• WORK REQUIRED
The reply should hold every record, copied exactly.
::: MATERIAL SHOWN
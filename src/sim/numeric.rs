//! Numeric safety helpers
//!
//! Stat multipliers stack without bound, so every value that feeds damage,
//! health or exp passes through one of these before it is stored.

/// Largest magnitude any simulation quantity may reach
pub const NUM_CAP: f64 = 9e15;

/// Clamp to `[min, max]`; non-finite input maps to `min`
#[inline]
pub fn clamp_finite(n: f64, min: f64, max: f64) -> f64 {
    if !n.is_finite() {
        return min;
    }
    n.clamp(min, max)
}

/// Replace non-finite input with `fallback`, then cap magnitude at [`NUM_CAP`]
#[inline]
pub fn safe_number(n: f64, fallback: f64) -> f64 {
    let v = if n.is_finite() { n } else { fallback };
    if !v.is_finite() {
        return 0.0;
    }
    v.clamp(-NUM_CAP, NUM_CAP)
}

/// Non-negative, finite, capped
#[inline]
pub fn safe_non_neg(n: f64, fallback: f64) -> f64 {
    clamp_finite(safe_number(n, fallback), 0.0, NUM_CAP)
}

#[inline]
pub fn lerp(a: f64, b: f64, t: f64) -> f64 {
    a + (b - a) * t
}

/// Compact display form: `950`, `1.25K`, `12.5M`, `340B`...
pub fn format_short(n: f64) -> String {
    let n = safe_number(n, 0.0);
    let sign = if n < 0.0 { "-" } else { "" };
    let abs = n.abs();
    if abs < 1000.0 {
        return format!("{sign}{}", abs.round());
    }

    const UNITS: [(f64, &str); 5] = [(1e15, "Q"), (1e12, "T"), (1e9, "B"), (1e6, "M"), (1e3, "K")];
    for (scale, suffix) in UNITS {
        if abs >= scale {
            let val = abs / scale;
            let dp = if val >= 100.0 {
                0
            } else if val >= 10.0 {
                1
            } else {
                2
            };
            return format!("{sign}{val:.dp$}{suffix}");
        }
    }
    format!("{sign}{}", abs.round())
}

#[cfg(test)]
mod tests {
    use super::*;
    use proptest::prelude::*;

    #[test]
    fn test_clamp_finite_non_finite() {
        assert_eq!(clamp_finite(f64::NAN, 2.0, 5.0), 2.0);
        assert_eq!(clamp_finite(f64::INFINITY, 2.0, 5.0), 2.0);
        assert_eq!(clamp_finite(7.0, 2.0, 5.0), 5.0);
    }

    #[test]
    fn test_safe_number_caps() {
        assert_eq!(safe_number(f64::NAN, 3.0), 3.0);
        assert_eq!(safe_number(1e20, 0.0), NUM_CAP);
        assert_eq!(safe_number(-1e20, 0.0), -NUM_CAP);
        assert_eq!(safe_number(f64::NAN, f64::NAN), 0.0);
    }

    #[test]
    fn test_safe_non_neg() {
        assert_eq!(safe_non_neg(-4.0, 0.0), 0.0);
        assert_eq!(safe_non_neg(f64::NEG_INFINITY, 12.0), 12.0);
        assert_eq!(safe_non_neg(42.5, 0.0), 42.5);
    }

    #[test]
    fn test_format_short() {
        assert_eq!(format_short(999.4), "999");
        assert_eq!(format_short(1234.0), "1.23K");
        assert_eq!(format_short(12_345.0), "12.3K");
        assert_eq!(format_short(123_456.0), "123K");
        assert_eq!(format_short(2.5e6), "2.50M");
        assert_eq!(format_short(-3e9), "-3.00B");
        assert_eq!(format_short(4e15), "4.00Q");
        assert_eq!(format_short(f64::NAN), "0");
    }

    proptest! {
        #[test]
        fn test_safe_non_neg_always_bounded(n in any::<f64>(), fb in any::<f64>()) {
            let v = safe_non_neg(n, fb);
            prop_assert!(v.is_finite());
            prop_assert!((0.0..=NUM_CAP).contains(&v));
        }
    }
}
::::::
• ANSWER BOX
filename src/sim/numeric.rs
//! Numeric safety helpers
//!
//! Stat multipliers stack without bound, so every value that feeds damage,
//! health or exp passes through one of these before it is stored.

/// Largest magnitude any simulation quantity may reach
pub const NUM_CAP: f64 = 9e15;

/// Clamp to `[min, max]`; non-finite input maps to `min`
#[inline]
pub fn clamp_finite(n: f64, min: f64, max: f64) -> f64 {
    if !n.is_finite() {
        return min;
    }
    n.clamp(min, max)
}

/// Replace non-finite input with `fallback`, then cap magnitude at [`NUM_CAP`]
#[inline]
pub fn safe_number(n: f64, fallback: f64) -> f64 {
    let v = if n.is_finite() { n } else { fallback };
    if !v.is_finite() {
        return 0.0;
    }
    v.clamp(-NUM_CAP, NUM_CAP)
}

/// Non-negative, finite, capped
#[inline]
pub fn safe_non_neg(n: f64, fallback: f64) -> f64 {
    clamp_finite(safe_number(n, fallback), 0.0, NUM_CAP)
}

#[inline]
pub fn lerp(a: f64, b: f64, t: f64) -> f64 {
    a + (b - a) * t
}

/// Compact display form: `950`, `1.25K`, `12.5M`, `340B`...
pub fn format_short(n: f64) -> String {
    let n = safe_number(n, 0.0);
    let sign = if n < 0.0 { "-" } else { "" };
    let abs = n.abs();
    if abs < 1000.0 {
        return format!("{sign}{}", abs.round());
    }

    const UNITS: [(f64, &str); 5] = [(1e15, "Q"), (1e12, "T"), (1e9, "B"), (1e6, "M"), (1e3, "K")];
    for (scale, suffix) in UNITS {
        if abs >= scale {
            let val = abs / scale;
            let dp = if val >= 100.0 {
                0
            } else if val >= 10.0 {
                1
            } else {
                2
            };
            return format!("{sign}{val:.dp$}{suffix}");
        }
    }
    format!("{sign}{}", abs.round())
}

#[cfg(test)]
mod tests {
    use super::*;
    use proptest::prelude::*;

    #[test]
    fn test_clamp_finite_non_finite() {
        assert_eq!(clamp_finite(f64::NAN, 2.0, 5.0), 2.0);
        assert_eq!(clamp_finite(f64::INFINITY, 2.0, 5.0), 2.0);
        assert_eq!(clamp_finite(7.0, 2.0, 5.0), 5.0);
    }

    #[test]
    fn test_safe_number_caps() {
        assert_eq!(safe_number(f64::NAN, 3.0), 3.0);
        assert_eq!(safe_number(1e20, 0.0), NUM_CAP);
        assert_eq!(safe_number(-1e20, 0.0), -NUM_CAP);
        assert_eq!(safe_number(f64::NAN, f64::NAN), 0.0);
    }

    #[test]
    fn test_safe_non_neg() {
        assert_eq!(safe_non_neg(-4.0, 0.0), 0.0);
        assert_eq!(safe_non_neg(f64::NEG_INFINITY, 12.0), 12.0);
        assert_eq!(safe_non_neg(42.5, 0.0), 42.5);
    }

    #[test]
    fn test_format_short() {
        assert_eq!(format_short(999.4), "999");
        assert_eq!(format_short(1234.0), "1.23K");
        assert_eq!(format_short(12_345.0), "12.3K");
        assert_eq!(format_short(123_456.0), "123K");
        assert_eq!(format_short(2.5e6), "2.50M");
        assert_eq!(format_short(-3e9), "-3.00B");
        assert_eq!(format_short(4e15), "4.00Q");
        assert_eq!(format_short(f64::NAN), "0");
    }

    proptest! {
        #[test]
        fn test_safe_non_neg_always_bounded(n in any::<f64>(), fb in any::<f64>()) {
            let v = safe_non_neg(n, fb);
            prop_assert!(v.is_finite());
            prop_assert!((0.0..=NUM_CAP).contains(&v));
        }
    }
}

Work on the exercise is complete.